Il y a donc une constante cartographie de nos propres cartographies, qui actualise notre connaissance de nous-même dans l’immédiat, toujours au travers de cette notion de subjectivité qui assure le fait de se sentir soi-même. Cette représentation de soi dans l’instantanéité du présent s’explique par le concept de double neural, quand nous nous reproduisons en permanence dans une imitation de soi (nos cartes neurales reflétant nos états corporels et psychiques en permanence, dans un incessant aller-retour en corps et esprit, afin de savoir en permanence dans quel état est l’organisme) :
« Dans le cerveau élaboré des créatures complexes, les réseaux de neurones en viennent à imiter la structure des parties du corps auquel ils appartiennent.

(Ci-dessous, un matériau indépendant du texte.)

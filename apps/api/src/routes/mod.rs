pub mod health;

use axum::{extract::DefaultBodyLimit, routing::get, routing::post, Router};

use crate::screening::handlers;
use crate::state::AppState;

pub fn build_router(state: AppState) -> Router {
    let body_limit = DefaultBodyLimit::max(state.config.max_upload_bytes);

    Router::new()
        .route("/health", get(health::health_handler))
        // Screening API
        .route("/api/v1/screenings", post(handlers::handle_create_screening))
        .route(
            "/api/v1/screenings/upload",
            post(handlers::handle_upload_screening),
        )
        .route(
            "/api/v1/screenings/:id",
            get(handlers::handle_get_screening),
        )
        .route(
            "/api/v1/screenings/:id/export",
            get(handlers::handle_export_screening),
        )
        .layer(body_limit)
        .with_state(state)
}
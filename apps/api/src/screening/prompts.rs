// All LLM prompt constants for the Screening module.
// Reuses cross-cutting fragments from llm_client::prompts.

/// Opening of every scoring prompt. The job description follows directly.
pub const SCORING_PROMPT_HEADER: &str = "You are an expert HR recruiter. \
    Analyze the resumes below against the job description and assess every candidate.

JOB DESCRIPTION:
";

/// Heading placed between the job description and the first resume block.
pub const RESUMES_HEADING: &str = "RESUMES ({resume_count} total, each delimited by === markers):\n";

/// Opening delimiter of a resume block. Replace `{label}` and `{id}`.
pub const RESUME_BLOCK_START: &str = "=== RESUME {label} (id: {id}) ===";

/// Closing delimiter of a resume block. Replace `{label}`.
pub const RESUME_BLOCK_END: &str = "=== END RESUME {label} ===";

/// Output schema instruction. Replace `{resume_count}` and `{recommendations}`.
pub const SCORING_OUTPUT_INSTRUCTIONS: &str = r#"For EACH of the {resume_count} resumes, produce one JSON object with EXACTLY these fields:
{
  "resume_number": 1,
  "candidate_name": "Full name",
  "candidate_email": "email address if found, else \"not_provided\"",
  "match_score": 85,
  "matched_skills": ["skills from the job description the candidate has"],
  "missing_skills": ["skills the job description requires that the candidate lacks"],
  "experience_fit": "brief assessment of experience against the role",
  "recommendation": "Strong Match",
  "reasoning": "2-3 sentence explanation",
  "years_of_experience": 5
}

HARD RULES:
1. `resume_number` MUST be the number N from the "=== RESUME N" marker of the resume being assessed
2. `match_score` is an integer from 0 to 100
3. `recommendation` MUST be exactly one of: {recommendations}
4. `years_of_experience` is a number; use "unknown" if it cannot be determined
5. Assess every resume exactly once; never merge or skip resumes

Return ONLY a structured JSON array of these objects, no surrounding prose, no markdown code fences."#;
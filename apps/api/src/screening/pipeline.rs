//! Screening pipeline — orchestrates one batched scoring run.
//!
//! Flow: build_prompt → backend.complete (bounded by timeout) →
//!       extract_array → validate_batch (ranks) → attach submission ids.
//!
//! Stateless across calls. The backend call is the only await point; it is
//! issued once per run regardless of candidate count, and never retried here.

use std::time::{Duration, Instant};

use thiserror::Error;
use tokio::time::timeout;
use tracing::{debug, info, warn};

use crate::screening::backend::ScoringBackend;
use crate::screening::extractor::{extract_array, ExtractError};
use crate::screening::models::{RankedResult, ScoringRequest};
use crate::screening::prompt_builder::build_prompt;
use crate::screening::validator::validate_batch;

/// Pipeline-level failures. Any of these aborts the run with no ranking.
#[derive(Debug, Error)]
pub enum ScreeningError {
    #[error("invalid input: {0}")]
    InvalidInput(String),

    #[error("scoring backend unavailable: {0}")]
    BackendUnavailable(String),

    #[error(transparent)]
    Extract(#[from] ExtractError),
}

/// Runs the full screening pipeline for one job description.
pub async fn run_screening(
    backend: &dyn ScoringBackend,
    request: &ScoringRequest,
    backend_timeout: Duration,
) -> Result<RankedResult, ScreeningError> {
    let prompt = build_prompt(&request.job_description, &request.submissions)?;
    info!(
        "Scoring {} candidates (prompt {} bytes, timeout {}s)",
        request.submissions.len(),
        prompt.len(),
        backend_timeout.as_secs()
    );

    let started = Instant::now();
    // Dropping the future on timeout releases the underlying connection.
    let reply = match timeout(backend_timeout, backend.complete(&prompt)).await {
        Ok(Ok(reply)) => reply,
        Ok(Err(e)) => return Err(ScreeningError::BackendUnavailable(e.to_string())),
        Err(_) => {
            return Err(ScreeningError::BackendUnavailable(format!(
                "no reply within {}s",
                backend_timeout.as_secs_f64()
            )))
        }
    };
    info!(
        "Backend replied in {}ms ({} bytes)",
        started.elapsed().as_millis(),
        reply.len()
    );

    let payload = extract_array(&reply).map_err(|e| {
        warn!("Backend reply contained no usable array: {e}");
        e
    })?;
    debug!("Extracted payload of {} bytes", payload.len());

    let result = validate_batch(payload, request.submissions.len())
        .with_submission_ids(&request.submissions);

    for failure in &result.failures {
        warn!(
            "Record failure {} for source_index={:?} (submission {:?}): {}",
            failure.reason, failure.source_index, failure.submission_id, failure.detail
        );
    }
    info!(
        "Screening complete: ranked={} failures={}",
        result.ranked.len(),
        result.failures.len()
    );

    Ok(result)
}

// ────────────────────────────────────────────────────────────────────────────
// Tests
// ────────────────────────────────────────────────────────────────────────────
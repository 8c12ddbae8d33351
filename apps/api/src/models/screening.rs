use chrono::{DateTime, Utc};
use serde::{Deserialize, Serialize};
use sqlx::FromRow;
use uuid::Uuid;

#[derive(Debug, Clone, Serialize, Deserialize, FromRow)]
pub struct ScreeningRow {
    pub id: Uuid,
    pub company_name: Option<String>,
    pub job_title: Option<String>,
    pub job_description: String,
    pub total_candidates: i32,
    pub failed_records: i32,
    pub top_candidate: Option<String>,
    pub top_candidate_score: Option<i16>,
    pub created_at: DateTime<Utc>,
}

#[derive(Debug, Clone, Serialize, Deserialize, FromRow)]
pub struct ScreeningResultRow {
    pub id: Uuid,
    pub screening_id: Uuid,
    pub rank: i32,
    pub source_index: i32,
    pub submission_id: Option<String>,
    pub candidate_name: String,
    pub candidate_email: String,
    pub match_score: i16,
    pub score_adjusted: bool,
    pub matched_skills: Vec<String>,
    pub missing_skills: Vec<String>,
    pub experience_fit: String,
    pub recommendation: String,
    pub recommendation_adjusted: bool,
    pub reasoning: String,
    pub years_of_experience: Option<f64>,
    pub resume_s3_key: Option<String>,
}

#[derive(Debug, Clone, Serialize, Deserialize, FromRow)]
pub struct ScreeningFailureRow {
    pub id: Uuid,
    pub screening_id: Uuid,
    pub position: i32,
    pub source_index: Option<i32>,
    pub submission_id: Option<String>,
    pub reason: String,
    pub detail: String,
    pub raw_fragment: String,
}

Ils représentent l’état du corps ; littéralement parlant, ils cartographient le corps pour lequel ils œuvrent et constituent une sorte de représentant, de double neural de celui-ci. Et, fait important, ils restent liés au corps qu’ils imitent tout au long de la vie. Comme nous le verrons, imiter le corps et rester relié à lui est très utile à la fonction de gestion. » - Antonio Damasio
« Les cartes ne sont pas statiques comme celles de la cartographie classique. Elles sont changeantes ; elles fluctuent d’un moment à un autre, pour refléter les modifications qui se produisent dans les neurones les alimentant, ce qui en retour reflète celles qui surviennent à l’intérieur de notre corps et dans le monde environnant. Les changements affectant les cartes cérébrales traduisent aussi le fait que nous sommes nous-mêmes constamment en mouvement. » - Antonio Damasio
« La configuration du corps dans l’espace change continuellement et, en fonction de cela, la carte de celui-ci représentée dans le cerveau également. Afin de contrôler le mouvement avec précision, le corps doit instantanément adresser au cerveau des informations sur l’état de contraction des muscles du squelette. » - Antonio Damasio
BOUCLE DE RESONANCE - STRUCTURE NEURALE DE L’ÉGOCENTRISME DANS L’AUTO-PERCEPTION DE SOI-MÊME
En parallèle de la constitution du double neural (représentation immédiate projetée de soi en soi dans ses structures neurales), la subjectivité s’établit via la notion de boucle de résonance. Les structures cérébrales (cartes neurales), inextricablement attachées au corps, bombardent tout le temps le cerveau de leurs signaux et le sont en retour par lui, ce qui crée une boucle de résonance. Cet incessant aller-retour entre corps et cerveau ne s’arrête qu’avec une maladie neurodégénérative ou la mort.
« Les régions cérébrales impliquées dans la production de cartes corporelles et sous-jacentes aux sentiments forment une boucle de résonance avec la source même des signaux qu’elles cartographient. Dans le tronc cérébral supérieur, la machinerie chargée de la cartographie corporelle interagit directement avec la source même des cartes qu’elle forme, ce qui crée un lien étroit, une quasi-fusion entre le corps et le cerveau. » - Antonio Damasio
« Le corps et le cerveau sont continuellement engagés dans une danse interactive. Les pensées à l’œuvre dans le cerveau peuvent induire des états émotionnels dans le corps, tandis que ce dernier peut changer le paysage cérébral et donc le substrat des pensées. Les états du cerveau, qui correspondent à certains états mentaux, font apparaître certains états corporels ; ceux-ci sont à leur tour cartographiés dans le cerveau et incorporés dans les états mentaux présents. » - Antonio Damasio
EN CONCLUSION
Toutes leurs existences, les organismes aux systèmes nerveux complexes et développés se cartographient eux-mêmes, dans une cartographie de leurs cartographies. Ce processus dynamique de permanente auto-observation en s’auto-percevant alimente la subjectivité. La subjectivité est la propriété de l’esprit conscient qui permet aux être complexes de se sentir eux-mêmes, tout en étant spectateurs d’eux-mêmes. Ce dédoublement réflexif fondamental, du biologique au psychique, est le fondement structurel de l’égocentrisme le plus fondamental et naturel, faculté qu’à un organisme à être son propre référentiel.